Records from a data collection

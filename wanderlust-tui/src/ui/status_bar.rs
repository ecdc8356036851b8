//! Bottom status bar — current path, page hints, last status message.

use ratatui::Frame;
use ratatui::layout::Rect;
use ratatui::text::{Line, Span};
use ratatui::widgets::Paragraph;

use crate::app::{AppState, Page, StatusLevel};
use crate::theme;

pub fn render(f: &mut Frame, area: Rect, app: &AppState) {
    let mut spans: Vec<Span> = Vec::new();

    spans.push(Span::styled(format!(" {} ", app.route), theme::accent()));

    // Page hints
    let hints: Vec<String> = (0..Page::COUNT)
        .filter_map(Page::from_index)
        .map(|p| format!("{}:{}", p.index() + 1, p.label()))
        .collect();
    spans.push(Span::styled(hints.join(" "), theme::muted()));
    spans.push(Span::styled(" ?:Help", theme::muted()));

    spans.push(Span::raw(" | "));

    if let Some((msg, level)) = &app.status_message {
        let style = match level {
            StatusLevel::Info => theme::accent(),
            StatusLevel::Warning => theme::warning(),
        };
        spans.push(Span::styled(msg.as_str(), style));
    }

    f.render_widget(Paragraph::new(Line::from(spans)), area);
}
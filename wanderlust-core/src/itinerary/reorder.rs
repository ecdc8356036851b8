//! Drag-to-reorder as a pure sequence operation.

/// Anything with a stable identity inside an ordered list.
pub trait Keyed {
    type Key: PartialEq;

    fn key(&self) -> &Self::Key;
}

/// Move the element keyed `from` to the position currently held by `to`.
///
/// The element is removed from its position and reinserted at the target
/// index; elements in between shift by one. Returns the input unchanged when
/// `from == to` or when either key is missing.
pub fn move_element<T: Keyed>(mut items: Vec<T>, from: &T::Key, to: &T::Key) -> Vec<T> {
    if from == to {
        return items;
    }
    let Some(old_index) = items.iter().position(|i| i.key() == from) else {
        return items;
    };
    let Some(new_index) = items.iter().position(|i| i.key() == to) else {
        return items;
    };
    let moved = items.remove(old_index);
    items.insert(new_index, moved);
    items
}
* * *
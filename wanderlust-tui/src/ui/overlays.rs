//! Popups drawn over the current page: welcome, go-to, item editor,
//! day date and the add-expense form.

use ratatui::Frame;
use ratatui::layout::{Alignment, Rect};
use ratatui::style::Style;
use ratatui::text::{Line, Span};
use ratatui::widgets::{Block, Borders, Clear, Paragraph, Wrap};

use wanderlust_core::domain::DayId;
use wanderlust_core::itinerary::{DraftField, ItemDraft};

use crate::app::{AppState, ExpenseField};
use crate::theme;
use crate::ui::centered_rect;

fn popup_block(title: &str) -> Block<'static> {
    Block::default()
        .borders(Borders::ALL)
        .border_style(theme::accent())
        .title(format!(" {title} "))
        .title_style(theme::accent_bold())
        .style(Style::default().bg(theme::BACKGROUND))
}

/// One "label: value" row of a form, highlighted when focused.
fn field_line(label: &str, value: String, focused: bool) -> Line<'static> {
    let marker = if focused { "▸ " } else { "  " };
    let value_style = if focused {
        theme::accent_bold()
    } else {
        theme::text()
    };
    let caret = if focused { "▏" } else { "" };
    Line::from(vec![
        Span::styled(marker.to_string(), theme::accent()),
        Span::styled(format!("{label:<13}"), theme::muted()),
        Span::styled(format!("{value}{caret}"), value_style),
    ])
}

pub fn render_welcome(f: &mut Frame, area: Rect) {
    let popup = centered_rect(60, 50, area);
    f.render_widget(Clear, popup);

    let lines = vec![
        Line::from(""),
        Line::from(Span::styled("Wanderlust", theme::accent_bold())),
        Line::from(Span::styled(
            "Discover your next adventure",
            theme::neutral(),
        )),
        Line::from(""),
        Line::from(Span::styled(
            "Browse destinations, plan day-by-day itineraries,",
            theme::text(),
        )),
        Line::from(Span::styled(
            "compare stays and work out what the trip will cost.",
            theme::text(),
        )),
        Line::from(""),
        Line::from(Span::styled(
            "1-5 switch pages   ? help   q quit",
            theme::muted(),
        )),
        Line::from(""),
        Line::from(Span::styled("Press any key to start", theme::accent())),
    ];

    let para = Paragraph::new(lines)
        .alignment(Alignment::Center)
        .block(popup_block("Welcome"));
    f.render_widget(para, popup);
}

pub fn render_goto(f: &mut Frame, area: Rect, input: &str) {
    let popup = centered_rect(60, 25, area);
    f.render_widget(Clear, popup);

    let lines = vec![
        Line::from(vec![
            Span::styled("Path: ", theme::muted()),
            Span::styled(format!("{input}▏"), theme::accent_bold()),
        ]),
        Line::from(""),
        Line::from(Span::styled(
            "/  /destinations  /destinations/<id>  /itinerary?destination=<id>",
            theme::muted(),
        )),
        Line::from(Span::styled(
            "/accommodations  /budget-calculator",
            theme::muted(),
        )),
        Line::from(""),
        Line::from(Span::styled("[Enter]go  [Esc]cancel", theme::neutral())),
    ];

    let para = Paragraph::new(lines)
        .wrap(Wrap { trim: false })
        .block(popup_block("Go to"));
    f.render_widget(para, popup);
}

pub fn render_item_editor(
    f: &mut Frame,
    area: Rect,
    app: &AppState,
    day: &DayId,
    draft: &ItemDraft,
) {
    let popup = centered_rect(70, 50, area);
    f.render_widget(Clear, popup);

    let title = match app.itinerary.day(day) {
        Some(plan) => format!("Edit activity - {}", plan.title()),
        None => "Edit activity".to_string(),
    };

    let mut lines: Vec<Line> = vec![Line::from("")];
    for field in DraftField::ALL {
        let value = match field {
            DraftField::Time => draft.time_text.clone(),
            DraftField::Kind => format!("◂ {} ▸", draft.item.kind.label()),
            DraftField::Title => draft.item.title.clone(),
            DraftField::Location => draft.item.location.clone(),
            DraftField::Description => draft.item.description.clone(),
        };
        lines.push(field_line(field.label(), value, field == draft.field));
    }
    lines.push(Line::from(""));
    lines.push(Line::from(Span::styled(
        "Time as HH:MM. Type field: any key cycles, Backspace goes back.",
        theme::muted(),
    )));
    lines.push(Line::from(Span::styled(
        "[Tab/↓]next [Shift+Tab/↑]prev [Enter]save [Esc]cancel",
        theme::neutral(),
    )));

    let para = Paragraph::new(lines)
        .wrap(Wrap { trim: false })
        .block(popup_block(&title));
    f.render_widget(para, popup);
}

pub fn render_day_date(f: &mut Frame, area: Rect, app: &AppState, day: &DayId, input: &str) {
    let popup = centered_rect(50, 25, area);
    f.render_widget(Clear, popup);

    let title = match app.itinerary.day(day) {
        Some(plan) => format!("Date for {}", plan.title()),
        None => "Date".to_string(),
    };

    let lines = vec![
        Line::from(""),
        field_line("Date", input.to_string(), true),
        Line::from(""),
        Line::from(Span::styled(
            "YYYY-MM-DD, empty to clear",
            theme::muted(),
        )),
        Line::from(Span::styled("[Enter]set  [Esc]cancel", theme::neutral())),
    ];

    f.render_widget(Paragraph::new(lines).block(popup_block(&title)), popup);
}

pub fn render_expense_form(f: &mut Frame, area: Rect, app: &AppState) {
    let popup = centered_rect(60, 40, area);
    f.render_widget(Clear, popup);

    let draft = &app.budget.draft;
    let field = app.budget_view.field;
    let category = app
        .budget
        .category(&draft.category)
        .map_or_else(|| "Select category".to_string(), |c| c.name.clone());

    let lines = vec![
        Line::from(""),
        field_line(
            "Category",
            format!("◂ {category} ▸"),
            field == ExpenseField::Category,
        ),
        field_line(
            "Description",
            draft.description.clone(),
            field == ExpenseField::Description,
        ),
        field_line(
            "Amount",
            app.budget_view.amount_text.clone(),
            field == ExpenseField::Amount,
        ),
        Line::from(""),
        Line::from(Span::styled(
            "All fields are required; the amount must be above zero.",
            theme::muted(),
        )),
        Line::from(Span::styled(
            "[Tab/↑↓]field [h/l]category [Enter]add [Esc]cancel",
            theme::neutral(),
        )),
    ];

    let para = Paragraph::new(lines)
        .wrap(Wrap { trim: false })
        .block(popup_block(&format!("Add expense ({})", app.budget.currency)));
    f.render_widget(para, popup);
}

* [Task details]
Check each line of the records for the string "iter" and copy those that have it.

* [Your solution]
    let Some(old_index) = items.iter().position(|i| i.key() == from) else {
    let Some(new_index) = items.iter().position(|i| i.key() == to) else {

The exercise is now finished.